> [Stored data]
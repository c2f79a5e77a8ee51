//! Greedy Wordle Solver - CLI
//!
//! Interactive play, single-word solving, suggestions from a recorded game,
//! and benchmarks over the dictionary.

use anyhow::{Context, Result};
use clap::{Parser, Subcommand};
use wordle_greedy::{
    commands::{
        SolveConfig, print_test_all_statistics, run_benchmark, run_simple, run_test_all,
        sample_targets, solve_word, suggest,
    },
    core::Dictionary,
    logging,
    output::{print_benchmark_result, print_solve_result, print_suggestion},
    solver::{DEFAULT_OPENER, OverlapStrategy, Solver, SolverConfig},
    wordlists::loader::{embedded_dictionary, load_dictionary},
};

#[derive(Parser)]
#[command(
    name = "wordle_greedy",
    about = "Wordle solver using constraint filtering and a greedy letter-overlap heuristic",
    version,
    author
)]
struct Cli {
    #[command(subcommand)]
    command: Option<Commands>,

    /// Wordlist: 'embedded' (default) or path to a file with one word per line
    #[arg(short = 'w', long, global = true, default_value = "embedded")]
    wordlist: String,

    /// Fixed first guess (falls back to the heuristic if not in the wordlist)
    #[arg(short, long, global = true, default_value = DEFAULT_OPENER)]
    opener: String,
}

#[derive(Subcommand)]
enum Commands {
    /// Interactive mode (default): you enter the feedback the game shows
    Play,

    /// Solve a specific target word
    Solve {
        /// The target word to solve
        word: String,

        /// Show verbose output with candidate counts
        #[arg(short, long)]
        verbose: bool,
    },

    /// Suggest the next guess for a game in progress
    Suggest {
        /// Rounds played so far, as GUESS=FEEDBACK (e.g. slate=--G-Y)
        entries: Vec<String>,
    },

    /// Benchmark solver performance on random words
    Benchmark {
        /// Number of random words to test
        #[arg(short = 'n', long, default_value = "50")]
        count: usize,

        /// Seed for a reproducible sample
        #[arg(short, long)]
        seed: Option<u64>,
    },

    /// Test solver on ALL dictionary words
    TestAll {
        /// Limit number of words to test
        #[arg(short, long)]
        limit: Option<usize>,
    },
}

/// Load the dictionary selected by the -w flag
fn load_wordlist(wordlist: &str) -> Result<Dictionary> {
    match wordlist {
        "embedded" => Ok(embedded_dictionary()),
        path => load_dictionary(path).with_context(|| format!("failed to load wordlist '{path}'")),
    }
}

fn main() -> Result<()> {
    logging::init();
    let cli = Cli::parse();

    let dictionary = load_wordlist(&cli.wordlist)?;
    let config = SolverConfig { opener: cli.opener };
    let solver = Solver::with_config(OverlapStrategy, &dictionary, &config);

    match cli.command.unwrap_or(Commands::Play) {
        Commands::Play => run_simple(&solver),
        Commands::Solve { word, verbose } => {
            let solution = solve_word(&SolveConfig::new(word.clone()), &solver)
                .with_context(|| format!("failed to solve '{word}'"))?;
            print_solve_result(&solution, verbose);
            Ok(())
        }
        Commands::Suggest { entries } => {
            let suggestion = suggest(&entries, &solver)?;
            print_suggestion(&suggestion);
            Ok(())
        }
        Commands::Benchmark { count, seed } => {
            println!("Running benchmark on {count} random words...");
            let targets = sample_targets(dictionary.words(), count, seed);
            print_benchmark_result(&run_benchmark(&solver, &targets));
            Ok(())
        }
        Commands::TestAll { limit } => {
            println!("\n{}", "═".repeat(70));
            println!(" Comprehensive Wordle Solver Test ");
            println!("{}", "═".repeat(70));
            println!("\nTesting against {} dictionary words\n", dictionary.len());

            let stats = run_test_all(&solver, limit);
            print_test_all_statistics(&stats);
            if stats.failed > 0 {
                anyhow::bail!("{} word(s) failed to solve", stats.failed);
            }
            Ok(())
        }
    }
}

> [What the exercise asks] Wherever a line in the entries holds "game", copy that line.

> [Completed task]
//! Interactive play, single-word solving, suggestions from a recorded game,
    /// Interactive mode (default): you enter the feedback the game shows
    /// Suggest the next guess for a game in progress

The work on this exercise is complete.